4.これは、落語の滑稽話(こっけいばなし)みたいな映画でしたね。
滑稽話とは、他人の馬鹿馬鹿しい行いや、失敗の顛末を笑い話にする演目のこと。
落語と違うのは「落ちが無い」ことで、映画で言えば、感動のハッピーエンドでも、恐怖のバッドエンドでもない。
ましてや、どんでん返しなど有る訳もない「なるようになる」物語です。
じゃあ、何が笑えるのか?
それは語られる出来事が、地上の英知を気取る我々人間の馬鹿っぽさ=霊長類の“馬鹿あるある”だからです。
劇中の出来事は「有りそうにないけれど、無いとは言い切れない話」であればあるほど妙に笑える訳です。
例えば、やらかして謹慎くらう芸能人とか、うっかり発言でSNS大炎上とか、盗撮趣味で逮捕される教師などなど・・・
馬鹿な本人には悲劇だけれど、客観的に見れば喜劇。
「ディック・ロングはなぜ死んだのか?」で起きる失敗も「有りそうにないけれど、無いとは言い切れない話」。
ポイントは、滑稽話はあくまで、笑う為の「お話」と知って聴くから笑えるという点で、これを真剣に受け取ったら笑えない。
(コメディでは無いので、出来事はリアルに描写され笑わせる為の露骨な演出はされていない)
英語圏の人なら、原題“The Death of Dick Long”で、笑い話だと察しがつくはず。
スラングに疎(うと)い人でも、劇中で説明されて気がつき、わかってしまえば、アメリカ版ポスターなんて爆笑ものです。
日本人には、映画の事件がピンと来ないかも知れませんね。
でも、映画ファンなら「羊」の例を知ってるはず。

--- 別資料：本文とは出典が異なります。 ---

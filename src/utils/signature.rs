pub fn get_signature(version: &str) -> String {
    format!(
        r#"
   ________
  /  o     |      🔖 Verbump (semantic version bumper for Python packaging metadata)
 /  x.y.z  |
 \         |      Bumps setup.py and __init__.py versions.
  \________|
                  v{}
"#,
        version
    )
}
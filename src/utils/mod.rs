pub mod config;
pub mod fs;
pub mod logger;
pub mod semver;
pub mod signature;
pub mod spinner;
pub mod version;
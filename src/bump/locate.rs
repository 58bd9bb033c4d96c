use crate::types::target::Target;
use std::ops::Range;

/// Where a version literal sits inside a metadata file.
#[derive(Debug, Clone, PartialEq, Eq)]
pub struct VersionSite {
    pub span: Range<usize>,
    pub text: String,
}

/// Finds the first version literal for `target` in `content`.
pub fn locate(target: Target, content: &str) -> Option<VersionSite> {
    let caps = target.pattern().captures(content)?;
    let m = caps.get(1)?;
    Some(VersionSite {
        span: m.range(),
        text: m.as_str().to_string(),
    })
}

/// Replaces exactly the located literal, leaving every other byte untouched.
pub fn splice(content: &str, site: &VersionSite, new_version: &str) -> String {
    let mut out = String::with_capacity(content.len() + new_version.len());
    out.push_str(&content[..site.span.start]);
    out.push_str(new_version);
    out.push_str(&content[site.span.end..]);
    out
}
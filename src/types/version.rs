use crate::types::error::BumpError;
use serde::Serialize;
use std::fmt;
use std::str::FromStr;

pub const DEFAULT_PRERELEASE_LABEL: &str = "alpha";

/// A parsed semantic version. Increments never mutate a value in place,
/// they build a successor.
#[derive(Debug, Clone, PartialEq, Eq, Serialize)]
pub struct Version {
    pub major: u64,
    pub minor: u64,
    pub patch: u64,
    pub prerelease: Option<String>,
    pub build: Option<String>,
}

impl Version {
    pub fn new(major: u64, minor: u64, patch: u64) -> Self {
        Version {
            major,
            minor,
            patch,
            prerelease: None,
            build: None,
        }
    }

    #[cfg(test)]
    pub fn with_prerelease(mut self, prerelease: impl Into<String>) -> Self {
        self.prerelease = Some(prerelease.into());
        self
    }

    #[cfg(test)]
    pub fn with_build(mut self, build: impl Into<String>) -> Self {
        self.build = Some(build.into());
        self
    }
}

impl fmt::Display for Version {
    fn fmt(&self, f: &mut fmt::Formatter<'_>) -> fmt::Result {
        write!(f, "{}.{}.{}", self.major, self.minor, self.patch)?;
        if let Some(pre) = &self.prerelease {
            write!(f, "-{}", pre)?;
        }
        if let Some(build) = &self.build {
            write!(f, "+{}", build)?;
        }
        Ok(())
    }
}

/// Which part of a version a bump advances.
#[derive(Debug, Clone, PartialEq, Eq)]
pub enum IncrementKind {
    Major,
    Minor,
    Patch,
    Prerelease(String),
}

impl IncrementKind {
    pub fn prerelease() -> Self {
        IncrementKind::Prerelease(DEFAULT_PRERELEASE_LABEL.to_string())
    }
}

impl FromStr for IncrementKind {
    type Err = BumpError;

    /// Accepts `major`, `minor`, `patch` and `pre<label>` (bare `pre` means `prealpha`).
    fn from_str(token: &str) -> Result<Self, Self::Err> {
        let lowered = token.trim().to_ascii_lowercase();
        match lowered.as_str() {
            "major" => Ok(IncrementKind::Major),
            "minor" => Ok(IncrementKind::Minor),
            "patch" => Ok(IncrementKind::Patch),
            other => match other.strip_prefix("pre") {
                Some("") => Ok(IncrementKind::prerelease()),
                Some(label)
                    if label
                        .chars()
                        .all(|c| c.is_ascii_alphanumeric() || c == '-' || c == '.') =>
                {
                    Ok(IncrementKind::Prerelease(label.to_string()))
                }
                _ => Err(BumpError::UnsupportedKind(token.to_string())),
            },
        }
    }
}

impl fmt::Display for IncrementKind {
    fn fmt(&self, f: &mut fmt::Formatter<'_>) -> fmt::Result {
        match self {
            IncrementKind::Major => f.write_str("major"),
            IncrementKind::Minor => f.write_str("minor"),
            IncrementKind::Patch => f.write_str("patch"),
            IncrementKind::Prerelease(label) => write!(f, "pre{}", label),
        }
    }
}

#[cfg(test)]
mod tests {
    use super::*;

    #[test]
    fn display_appends_qualifiers_in_order() {
        let v = Version::new(1, 0, 0)
            .with_prerelease("rc.2")
            .with_build("sha.abc");
        assert_eq!(v.to_string(), "1.0.0-rc.2+sha.abc");
        assert_eq!(Version::new(0, 1, 0).to_string(), "0.1.0");
        assert_eq!(Version::new(3, 2, 1).with_build("b7").to_string(), "3.2.1+b7");
    }

    #[test]
    fn kind_tokens() {
        assert_eq!("major".parse::<IncrementKind>(), Ok(IncrementKind::Major));
        assert_eq!("Minor".parse::<IncrementKind>(), Ok(IncrementKind::Minor));
        assert_eq!("patch".parse::<IncrementKind>(), Ok(IncrementKind::Patch));
        assert_eq!(
            "prebeta".parse::<IncrementKind>(),
            Ok(IncrementKind::Prerelease("beta".into()))
        );
        assert_eq!(
            "prerc".parse::<IncrementKind>(),
            Ok(IncrementKind::Prerelease("rc".into()))
        );
        assert_eq!("pre".parse::<IncrementKind>(), Ok(IncrementKind::prerelease()));
    }

    #[test]
    fn unknown_kind_is_rejected() {
        assert_eq!(
            "build".parse::<IncrementKind>(),
            Err(BumpError::UnsupportedKind("build".into()))
        );
        assert!(matches!(
            "pre beta".parse::<IncrementKind>(),
            Err(BumpError::UnsupportedKind(_))
        ));
        assert!("".parse::<IncrementKind>().is_err());
    }

    #[test]
    fn kind_display_round_trips_through_parse() {
        for kind in [
            IncrementKind::Major,
            IncrementKind::Minor,
            IncrementKind::Patch,
            IncrementKind::Prerelease("beta".into()),
        ] {
            assert_eq!(kind.to_string().parse::<IncrementKind>(), Ok(kind));
        }
    }
}
use crate::{
    bump::locate::{locate, splice},
    types::{target::Target, version::IncrementKind},
    utils::{fs::write_backup, logger::Logger, semver},
};
use std::fs;
use std::path::{Path, PathBuf};

#[derive(Debug, Clone, Copy, PartialEq, Eq)]
pub struct UpdateOptions {
    pub backup: bool,
    pub dry_run: bool,
}

impl Default for UpdateOptions {
    fn default() -> Self {
        UpdateOptions {
            backup: true,
            dry_run: false,
        }
    }
}

/// Result of bumping a single file.
#[derive(Debug, Clone, PartialEq, Eq)]
pub struct BumpOutcome {
    pub path: PathBuf,
    /// Version literal found in the file; empty when none was recorded yet.
    pub previous: String,
    pub next: String,
    pub backup: Option<PathBuf>,
}

impl BumpOutcome {
    pub fn describe(&self) -> String {
        let name = self
            .path
            .file_name()
            .map(|n| n.to_string_lossy().into_owned())
            .unwrap_or_else(|| self.path.display().to_string());
        let previous = if self.previous.is_empty() {
            "(none)"
        } else {
            self.previous.as_str()
        };
        format!("Version in {} updated from {} to {}", name, previous, self.next)
    }
}

/// Bumps the version recorded in `path`.
///
/// ### Parameters
/// - `path`: The metadata file to rewrite.
/// - `target`: Which locator to use for the file.
/// - `kind`: The increment to apply.
/// - `options`: Backup and dry-run switches.
///
pub fn update_file(
    path: &Path,
    target: Target,
    kind: &IncrementKind,
    options: UpdateOptions,
) -> Result<BumpOutcome, String> {
    let logger = Logger::new();
    let content = fs::read_to_string(path)
        .map_err(|e| format!("Failed to read {}: {}", path.display(), e))?;

    let site = locate(target, &content)
        .ok_or_else(|| format!("Could not find version in {}", path.display()))?;
    logger.debug(&format!(
        "{}: found '{}' at bytes {}..{}",
        path.display(),
        site.text,
        site.span.start,
        site.span.end
    ));

    let next = semver::next_version(&site.text, kind)
        .map_err(|e| format!("{} in {}", e, path.display()))?;

    let mut outcome = BumpOutcome {
        path: path.to_path_buf(),
        previous: site.text.clone(),
        next,
        backup: None,
    };

    if options.dry_run {
        logger.debug(&format!("{}: dry run, nothing written", path.display()));
        return Ok(outcome);
    }

    if options.backup {
        outcome.backup = Some(write_backup(path, &content)?);
    }

    let updated = splice(&content, &site, &outcome.next);
    fs::write(path, updated).map_err(|e| format!("Failed to write {}: {}", path.display(), e))?;

    Ok(outcome)
}

/// Bumps each file independently; a failure in one does not stop the others.
pub fn update_files(
    paths: &[PathBuf],
    target: Target,
    kind: &IncrementKind,
    options: UpdateOptions,
) -> Vec<(PathBuf, Result<BumpOutcome, String>)> {
    paths
        .iter()
        .map(|p| (p.clone(), update_file(p, target, kind, options)))
        .collect()
}

#[cfg(test)]
mod tests {
    use super::*;

    fn write(dir: &Path, name: &str, content: &str) -> PathBuf {
        let p = dir.join(name);
        fs::write(&p, content).expect("write fixture");
        p
    }

    #[test]
    fn bumps_and_backs_up() {
        let dir = tempfile::tempdir().expect("tempdir");
        let original = "setup(\n    name=\"pkg\",\n    version=\"0.1.29\",\n)\n";
        let path = write(dir.path(), "setup.py", original);

        let outcome = update_file(
            &path,
            Target::Setup,
            &IncrementKind::Patch,
            UpdateOptions::default(),
        )
        .expect("update");

        assert_eq!(outcome.previous, "0.1.29");
        assert_eq!(outcome.next, "0.1.30");
        assert_eq!(
            fs::read_to_string(&path).expect("read"),
            original.replace("0.1.29", "0.1.30")
        );
        assert_eq!(
            outcome.describe(),
            "Version in setup.py updated from 0.1.29 to 0.1.30"
        );
        let backup = outcome.backup.clone().expect("backup written");
        assert_eq!(fs::read_to_string(backup).expect("read backup"), original);
    }

    #[test]
    fn no_backup_and_dry_run() {
        let dir = tempfile::tempdir().expect("tempdir");
        let path = write(dir.path(), "__init__.py", "__version__ = \"1.0.0\"\n");

        let dry = update_file(
            &path,
            Target::Init,
            &IncrementKind::Major,
            UpdateOptions {
                backup: true,
                dry_run: true,
            },
        )
        .expect("dry run");
        assert_eq!(dry.next, "2.0.0");
        assert_eq!(
            fs::read_to_string(&path).expect("read"),
            "__version__ = \"1.0.0\"\n"
        );
        assert!(!dir.path().join("__init__.py.bak").exists());

        update_file(
            &path,
            Target::Init,
            &IncrementKind::Minor,
            UpdateOptions {
                backup: false,
                dry_run: false,
            },
        )
        .expect("update");
        assert_eq!(
            fs::read_to_string(&path).expect("read"),
            "__version__ = \"1.1.0\"\n"
        );
        assert!(!dir.path().join("__init__.py.bak").exists());
    }

    #[test]
    fn empty_literal_bootstraps() {
        let dir = tempfile::tempdir().expect("tempdir");
        let path = write(dir.path(), "__init__.py", "__version__ = ''\n");
        let outcome = update_file(
            &path,
            Target::Init,
            &IncrementKind::Major,
            UpdateOptions::default(),
        )
        .expect("update");
        assert_eq!(outcome.next, "0.1.0");
        assert_eq!(
            fs::read_to_string(&path).expect("read"),
            "__version__ = '0.1.0'\n"
        );
    }

    #[test]
    fn invalid_version_leaves_file_alone() {
        let dir = tempfile::tempdir().expect("tempdir");
        let path = write(dir.path(), "setup.py", "setup(version=\"v1.2\")\n");
        let err = update_file(
            &path,
            Target::Setup,
            &IncrementKind::Patch,
            UpdateOptions::default(),
        )
        .expect_err("invalid version");
        assert!(err.contains("Invalid version format: v1.2"));
        assert_eq!(err.matches(&path.display().to_string()).count(), 1);
        assert!(!dir.path().join("setup.py.bak").exists());
    }

    #[test]
    fn one_failure_does_not_stop_the_batch() {
        let dir = tempfile::tempdir().expect("tempdir");
        let bad = write(dir.path(), "a.py", "print('no version here')\n");
        let good = write(dir.path(), "b.py", "__version__ = \"0.1.8\"\n");

        let results = update_files(
            &[bad, good.clone()],
            Target::Init,
            &IncrementKind::prerelease(),
            UpdateOptions::default(),
        );
        assert!(results[0].1.is_err());
        assert_eq!(
            results[1].1.as_ref().map(|o| o.next.clone()),
            Ok("0.1.8-alpha.1".to_string())
        );
        assert_eq!(
            fs::read_to_string(good).expect("read"),
            "__version__ = \"0.1.8-alpha.1\"\n"
        );
    }
}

映画のタイトルはあえて、沈黙(笑)
人間だから、馬鹿やって大失敗することもあるし、それを誤魔化したくなる弱さもある。
厳しく責める人もいるし、発覚の恐怖や、辛さから逃げたくもなる。
その結果、失うものも沢山ある・・・でも
わかってくれる友だちもいて、自分がわかってやることも出来る。
自分なりに、自分らしく生きていく道もきっとある・・・
正しく完璧に生きることを強要され、些細なミスで吊るし上げられ脱落してしまう。
そんな社会で生きてると
こういう映画を観て、何故か、ほっとするのだ。
評価は6点だけど、好きな映画でした。